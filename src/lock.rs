//! Lock gate for PIN-protected chats
//!
//! PINs themselves live in `ChatStore`. The gate only remembers which chats
//! were unlocked during the current view session and whether the last PIN
//! attempt failed. Dropping the gate (or calling `reset`) relocks everything.

use crate::{config::RuntimeConfig, storage::{ChatStore, Message}};
use std::collections::HashSet;
use std::time::Duration;
use tokio::time::Instant;

/// View-session unlock state
#[derive(Debug, Clone)]
pub struct LockGate {
    /// Chats unlocked in this session
    unlocked: HashSet<String>,
    /// When the last failed PIN attempt happened
    pin_error_at: Option<Instant>,
    /// How long a PIN error stays visible
    pin_error_clear: Duration,
    /// Artificial delay of the biometric path
    biometric_delay: Duration,
}

impl LockGate {
    /// Create a gate with nothing unlocked
    pub fn new(config: &RuntimeConfig) -> Self {
        Self {
            unlocked: HashSet::new(),
            pin_error_at: None,
            pin_error_clear: config.pin_error_clear(),
            biometric_delay: config.biometric_delay(),
        }
    }

    /// Check whether a chat was unlocked in this session
    pub fn is_unlocked(&self, chat_id: &str) -> bool {
        self.unlocked.contains(chat_id)
    }

    /// Check whether a chat's messages may be shown
    pub fn can_view(&self, chats: &ChatStore, chat_id: &str) -> bool {
        !chats.is_locked(chat_id) || self.is_unlocked(chat_id)
    }

    /// Messages of a chat, or `None` while it is locked
    pub fn visible_messages<'a>(&self, chats: &'a ChatStore, chat_id: &str) -> Option<&'a [Message]> {
        self.can_view(chats, chat_id).then(|| chats.messages(chat_id))
    }

    /// Try to unlock a chat with a PIN
    ///
    /// A mismatch raises the error flag, which clears itself after the
    /// configured timeout. There is no attempt limit.
    ///
    /// # Returns
    /// `true` if the PIN matched
    pub fn unlock_with_pin(&mut self, chats: &ChatStore, chat_id: &str, pin: &str) -> bool {
        if chats.check_pin(chat_id, pin) {
            self.pin_error_at = None;
            self.unlocked.insert(chat_id.to_string());
            tracing::info!("Chat {} unlocked with PIN", chat_id);
            true
        } else {
            self.pin_error_at = Some(Instant::now());
            tracing::warn!("Incorrect PIN for chat {}", chat_id);
            false
        }
    }

    /// Artificial delay the biometric path waits before succeeding
    pub fn biometric_delay(&self) -> Duration {
        self.biometric_delay
    }

    /// Finish a simulated biometric unlock
    ///
    /// The caller waits `biometric_delay()` first, without holding the gate.
    /// There is no real verification behind it, so it always succeeds.
    pub fn complete_biometric_unlock(&mut self, chat_id: &str) {
        self.pin_error_at = None;
        self.unlocked.insert(chat_id.to_string());
        tracing::info!("Chat {} unlocked with biometrics", chat_id);
    }

    /// Simulated biometric unlock for a gate owned outright
    ///
    /// Waits for the configured delay and then always succeeds. It cannot be
    /// cancelled once started.
    pub async fn unlock_with_biometrics(&mut self, chat_id: &str) -> bool {
        tokio::time::sleep(self.biometric_delay).await;
        self.complete_biometric_unlock(chat_id);
        true
    }

    /// Whether the last PIN attempt failed recently enough to still show it
    pub fn has_pin_error(&self) -> bool {
        self.pin_error_at
            .is_some_and(|at| at.elapsed() < self.pin_error_clear)
    }

    /// Relock one chat for this session
    pub fn relock(&mut self, chat_id: &str) {
        self.unlocked.remove(chat_id);
    }

    /// Relock every chat and clear the error flag
    pub fn reset(&mut self) {
        self.unlocked.clear();
        self.pin_error_at = None;
    }
}

impl Default for LockGate {
    fn default() -> Self {
        Self::new(&RuntimeConfig::default())
    }
}
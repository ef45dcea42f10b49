//! Feed store: posts and stories

use crate::{storage::user::User, Error, Result};
use chrono::Duration;
use serde::{Deserialize, Serialize};
use std::collections::BTreeMap;
use uuid::Uuid;

/// Default story lifetime in hours
pub const STORY_TTL_HOURS: i64 = 24;

/// A photo post
#[derive(Debug, Clone, PartialEq, Eq, Serialize, Deserialize)]
pub struct Post {
    /// Post id
    pub id: String,
    /// Owner user id
    pub user_id: String,
    /// Image reference (data URL or equivalent)
    pub image: String,
    /// Caption text
    pub caption: String,
    /// Creation time (Unix milliseconds)
    pub created_at: i64,
}

/// Caption-only post edit
#[derive(Debug, Clone, Default, PartialEq, Eq, Serialize, Deserialize)]
pub struct PostUpdate {
    /// New caption
    pub caption: Option<String>,
}

/// Story media type
#[derive(Debug, Clone, Copy, PartialEq, Eq, Serialize, Deserialize)]
#[serde(rename_all = "lowercase")]
pub enum MediaType {
    /// Still image
    Image,
    /// Video clip
    Video,
}

/// A short-lived story
#[derive(Debug, Clone, PartialEq, Eq, Serialize, Deserialize)]
pub struct Story {
    /// Story id
    pub id: String,
    /// Owner user id
    pub user_id: String,
    /// Media reference
    pub media: String,
    /// Kind of media
    pub media_type: MediaType,
    /// Optional caption
    pub caption: Option<String>,
    /// Creation time (Unix milliseconds)
    pub created_at: i64,
}

impl Story {
    /// Check whether the story is younger than `ttl` at `now_ms`
    pub fn is_active(&self, now_ms: i64, ttl: Duration) -> bool {
        now_ms - self.created_at < ttl.num_milliseconds()
    }
}

/// Posts and stories
///
/// Visibility filters are computed on read; nothing derived is stored.
#[derive(Debug, Clone, Serialize, Deserialize)]
pub struct FeedStore {
    /// All posts, oldest first
    pub posts: Vec<Post>,
    /// All stories, oldest first (expired ones included)
    pub stories: Vec<Story>,
    /// Story lifetime
    #[serde(skip, default = "default_story_ttl")]
    story_ttl: Duration,
}

fn default_story_ttl() -> Duration {
    Duration::hours(STORY_TTL_HOURS)
}

impl FeedStore {
    /// Create an empty feed with the default story lifetime
    pub fn new() -> Self {
        Self::with_story_ttl(default_story_ttl())
    }

    /// Create an empty feed with a custom story lifetime
    pub fn with_story_ttl(story_ttl: Duration) -> Self {
        Self {
            posts: Vec::new(),
            stories: Vec::new(),
            story_ttl,
        }
    }

    /// Create a post
    pub fn add_post(&mut self, user_id: &str, image: String, caption: String, now_ms: i64) -> &Post {
        let post = Post {
            id: format!("post-{}", Uuid::new_v4()),
            user_id: user_id.to_string(),
            image,
            caption,
            created_at: now_ms,
        };
        tracing::info!("User {} added post {}", user_id, post.id);
        self.posts.push(post);
        &self.posts[self.posts.len() - 1]
    }

    /// Edit a post's caption
    ///
    /// # Errors
    /// Returns `Error::PostNotFound` if the post does not exist
    pub fn update_post(&mut self, post_id: &str, update: PostUpdate) -> Result<&Post> {
        let post = self
            .posts
            .iter_mut()
            .find(|p| p.id == post_id)
            .ok_or_else(|| Error::PostNotFound(post_id.to_string()))?;
        if let Some(caption) = update.caption {
            post.caption = caption;
        }
        Ok(&*post)
    }

    /// Delete a post owned by `user_id`
    ///
    /// # Returns
    /// `true` if a post was removed
    pub fn delete_post(&mut self, post_id: &str, user_id: &str) -> bool {
        let before = self.posts.len();
        self.posts
            .retain(|p| !(p.id == post_id && p.user_id == user_id));
        before != self.posts.len()
    }

    /// Create a story
    pub fn add_story(
        &mut self,
        user_id: &str,
        media: String,
        media_type: MediaType,
        caption: Option<String>,
        now_ms: i64,
    ) -> &Story {
        let story = Story {
            id: format!("story-{}", Uuid::new_v4()),
            user_id: user_id.to_string(),
            media,
            media_type,
            caption: caption.filter(|c| !c.trim().is_empty()),
            created_at: now_ms,
        };
        tracing::info!("User {} added story {}", user_id, story.id);
        self.stories.push(story);
        &self.stories[self.stories.len() - 1]
    }

    /// Delete a story unconditionally
    ///
    /// # Returns
    /// `true` if a story was removed
    pub fn delete_story(&mut self, story_id: &str) -> bool {
        let before = self.stories.len();
        self.stories.retain(|s| s.id != story_id);
        before != self.stories.len()
    }

    /// Stories younger than the story lifetime
    pub fn active_stories(&self, now_ms: i64) -> Vec<&Story> {
        self.stories
            .iter()
            .filter(|s| s.is_active(now_ms, self.story_ttl))
            .collect()
    }

    /// Active stories grouped by owner
    pub fn stories_by_user(&self, now_ms: i64) -> BTreeMap<&str, Vec<&Story>> {
        let mut grouped: BTreeMap<&str, Vec<&Story>> = BTreeMap::new();
        for story in self.active_stories(now_ms) {
            grouped.entry(story.user_id.as_str()).or_default().push(story);
        }
        grouped
    }

    /// Posts whose owner has a public profile
    pub fn public_posts<'a>(&'a self, users: &[User]) -> Vec<&'a Post> {
        self.posts
            .iter()
            .filter(|p| {
                users
                    .iter()
                    .any(|u| u.id == p.user_id && u.profile_is_public)
            })
            .collect()
    }

    /// Posts of one user
    pub fn posts_by_user(&self, user_id: &str) -> Vec<&Post> {
        self.posts.iter().filter(|p| p.user_id == user_id).collect()
    }
}

impl Default for FeedStore {
    fn default() -> Self {
        Self::new()
    }
}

□ □ □ □ □ □ □

_What the task asks_
Retype only the stretch of lines above starting at the one with "story was removed" and stopping at the one with "of one user", exactly as written, with both kept.

_Answer section_
    /// `true` if a story was removed
    pub fn delete_story(&mut self, story_id: &str) -> bool {
        let before = self.stories.len();
        self.stories.retain(|s| s.id != story_id);
        before != self.stories.len()
    }

    /// Stories younger than the story lifetime
    pub fn active_stories(&self, now_ms: i64) -> Vec<&Story> {
        self.stories
            .iter()
            .filter(|s| s.is_active(now_ms, self.story_ttl))
            .collect()
    }

    /// Active stories grouped by owner
    pub fn stories_by_user(&self, now_ms: i64) -> BTreeMap<&str, Vec<&Story>> {
        let mut grouped: BTreeMap<&str, Vec<&Story>> = BTreeMap::new();
        for story in self.active_stories(now_ms) {
            grouped.entry(story.user_id.as_str()).or_default().push(story);
        }
        grouped
    }

    /// Posts whose owner has a public profile
    pub fn public_posts<'a>(&'a self, users: &[User]) -> Vec<&'a Post> {
        self.posts
            .iter()
            .filter(|p| {
                users
                    .iter()
                    .any(|u| u.id == p.user_id && u.profile_is_public)
            })
            .collect()
    }

    /// Posts of one user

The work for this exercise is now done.